Usually, quality of life is superficially understood as a high living standard or socio-economic indicator such as GDP. This study addresses individuals’ perceptions of quality of life. According to WHO, there are four important domains underlying people’s quality of life: Physical Health, Psychological Health, Social Relations and Environment. Among the four domains, Environment and its constitute facet housing environments were found in this study as the most influential factor for overall quality of life, especially for the public rental housing sector where low-income people live. In other words, the housing planning and design has an important role in enhancing their quality of life in Hong Kong. For the subsidized sale housing and private housing sectors where medium- and high-income people live, the physical housing environments seem to be less important compared to psychological aspects and material life. Based on understanding the different groups’ needs and wants, the research argues for prioritizing the low-income group’s needs for effectively improving their QoL. Specifically, their needs for better privacy could be responded to by pragmatic planning and design of buildings while their needs for better location may require long-term policy change from the government.
This study has several limitations. The first is the sample size.
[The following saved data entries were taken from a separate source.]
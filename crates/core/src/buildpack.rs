// SPDX-License-Identifier: BUSL-1.1
// Copyright (c) 2026 Alfred Jean LLC

//! Buildpack strategy resolution.
//!
//! A lifecycle names its buildpack with a single string that is either a URL,
//! a registered admin buildpack name, or absent. [`resolve`] maps that string
//! to one of three concrete strategies with a fixed precedence: URI syntax
//! wins over a registry entry that happens to share the string, and unknown
//! non-URI names fall through as opaque custom references.

use serde::{Deserialize, Serialize};

/// Registry view of an admin-installed buildpack.
#[derive(Debug, Clone, PartialEq, Eq, Serialize, Deserialize)]
pub struct BuildpackRecord {
    pub name: String,
    /// Download location for the buildpack blob, when one has been uploaded.
    #[serde(default, skip_serializing_if = "Option::is_none")]
    pub url: Option<String>,
}

/// Read-only lookup into the admin buildpack registry.
///
/// Injected into resolution calls; this crate never mutates the registry.
pub trait BuildpackRegistry {
    fn find_by_name(&self, name: &str) -> Option<BuildpackRecord>;
}

/// Concrete buildpack strategy resolved from a lifecycle's buildpack field.
///
/// Serializes as a tagged string using Display format:
/// - `"auto"`
/// - `"admin:ruby"`
/// - `"custom:https://example.com/bp"`
#[derive(Debug, Clone, PartialEq, Eq)]
pub enum BuildpackStrategy {
    /// No buildpack specified; the stager detects one.
    AutoDetect,
    /// A registered admin buildpack.
    Admin { name: String, url: Option<String> },
    /// A URL (or opaque reference) supplied by the user.
    Custom { url: String },
}

impl BuildpackStrategy {
    pub fn is_auto_detect(&self) -> bool {
        matches!(self, BuildpackStrategy::AutoDetect)
    }

    pub fn is_admin(&self) -> bool {
        matches!(self, BuildpackStrategy::Admin { .. })
    }

    pub fn is_custom(&self) -> bool {
        matches!(self, BuildpackStrategy::Custom { .. })
    }

    /// The admin name or custom URL, if any.
    pub fn reference(&self) -> Option<&str> {
        match self {
            BuildpackStrategy::AutoDetect => None,
            BuildpackStrategy::Admin { name, .. } => Some(name),
            BuildpackStrategy::Custom { url } => Some(url),
        }
    }
}

impl std::fmt::Display for BuildpackStrategy {
    fn fmt(&self, f: &mut std::fmt::Formatter<'_>) -> std::fmt::Result {
        match self {
            BuildpackStrategy::AutoDetect => write!(f, "auto"),
            BuildpackStrategy::Admin { name, .. } => write!(f, "admin:{}", name),
            BuildpackStrategy::Custom { url } => write!(f, "custom:{}", url),
        }
    }
}

/// Resolve a lifecycle's buildpack field against the registry.
///
/// Precedence: absent/empty → auto-detect; URI syntax → custom (even when a
/// registry entry shares the string); registered name → admin; anything else
/// is preserved as an opaque custom reference rather than rejected.
pub fn resolve(value: Option<&str>, registry: &dyn BuildpackRegistry) -> BuildpackStrategy {
    let value = match value {
        Some(v) if !v.is_empty() => v,
        _ => return BuildpackStrategy::AutoDetect,
    };
    if is_uri(value) {
        return BuildpackStrategy::Custom {
            url: value.to_string(),
        };
    }
    match registry.find_by_name(value) {
        Some(record) => BuildpackStrategy::Admin {
            name: record.name,
            url: record.url,
        },
        None => BuildpackStrategy::Custom {
            url: value.to_string(),
        },
    }
}

/// Returns true if `s` is an absolute URI with both a scheme and a host.
pub fn is_uri(s: &str) -> bool {
    let Some((scheme, rest)) = s.split_once("://") else {
        return false;
    };
    let mut chars = scheme.chars();
    match chars.next() {
        Some(c) if c.is_ascii_alphabetic() => {}
        _ => return false,
    }
    if !chars.all(|c| c.is_ascii_alphanumeric() || matches!(c, '+' | '-' | '.')) {
        return false;
    }
    let authority = rest.split(['/', '?', '#']).next().unwrap_or("");
    let host = authority.rsplit('@').next().unwrap_or("");
    !host.is_empty()
}

#[cfg(test)]
#[path = "buildpack_tests.rs"]
mod tests;
// SPDX-License-Identifier: BUSL-1.1
// Copyright (c) 2026 Alfred Jean LLC

//! Stub collaborators and proptest strategies shared across crates' tests.

use std::collections::HashMap;

use crate::buildpack::{BuildpackRecord, BuildpackRegistry};
use crate::env::{EnvVar, EnvironmentAssembler};

/// In-memory buildpack registry for tests.
#[derive(Debug, Clone, Default)]
pub struct StaticRegistry {
    records: HashMap<String, BuildpackRecord>,
}

impl StaticRegistry {
    /// Registry containing the given admin buildpack names (no blob URLs).
    pub fn with_names(names: &[&str]) -> Self {
        let mut registry = Self::default();
        for name in names {
            registry.insert(BuildpackRecord {
                name: (*name).to_string(),
                url: None,
            });
        }
        registry
    }

    pub fn insert(&mut self, record: BuildpackRecord) {
        self.records.insert(record.name.clone(), record);
    }
}

impl BuildpackRegistry for StaticRegistry {
    fn find_by_name(&self, name: &str) -> Option<BuildpackRecord> {
        self.records.get(name).cloned()
    }
}

/// Assembler that appends a fixed variable set to the running environment.
#[derive(Debug, Clone, Default)]
pub struct StaticEnvironment(pub Vec<EnvVar>);

impl EnvironmentAssembler for StaticEnvironment {
    fn build(&self, running_env: &[EnvVar]) -> Vec<EnvVar> {
        let mut env = running_env.to_vec();
        env.extend(self.0.iter().cloned());
        env
    }
}

pub mod strategies {
    use proptest::prelude::*;

    /// Non-empty sequences of plausible buildpack names.
    pub fn buildpack_names() -> impl Strategy<Value = Vec<String>> {
        proptest::collection::vec("[a-z][a-z0-9-]{0,12}", 1..6)
    }
}
//! Exact rhythm and tempo structures.
//!
//! Durations are rational numbers with power-of-two denominators, so
//! everything built here stays notatable:
//!
//! - [`duration`] turns trees of proportions (nested tuplets) into trees of
//!   metrical durations.
//! - [`spanning`] keeps sequences of spans (meters, tempo changes) keyed by
//!   their cumulative offset.
//! - [`tempo`] maps symbolic time to seconds through eased tempo changes.

pub mod duration;
pub mod meter;
pub mod primitives;
pub mod spanning;
pub mod tempo;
Although the sample could represent the three housing sectors proportionately, larger sample size is needed to further confirm the statistical significance. The second is the instrument. WHO QoL questionnaire is a well-established instrument to measure QoL; however, it is generally designed for a universal context. There should be more specific questions in response to particular contexts such as high density Asian cities where the working and living standard is different from the western society. This study calls for more research concerning QoL in different urban contexts and special concerns should be given to the low-income group to better understand their needs.

Acknowledgments

The authors are grateful for all participants. Thanks are also due to the Information, Evidence and Research (IER) Department of the World Health Organization who authorized the use of WHOQOL-BREF questionnaires. The authors did not receive any funding to conduct this research.

Author Contributions

Zhonghua Gou conceived and designed the experiments; Xiaohuan Xie performed the experiments; Yi Lu analyzed the data; Maryam Khoshbakht contributed materials; Zhonghua Gou, Xiaohuan Xie, Yi Lu and Jian Zhang wrote the paper.

Conflicts of Interest

The authors declare no conflict of interest.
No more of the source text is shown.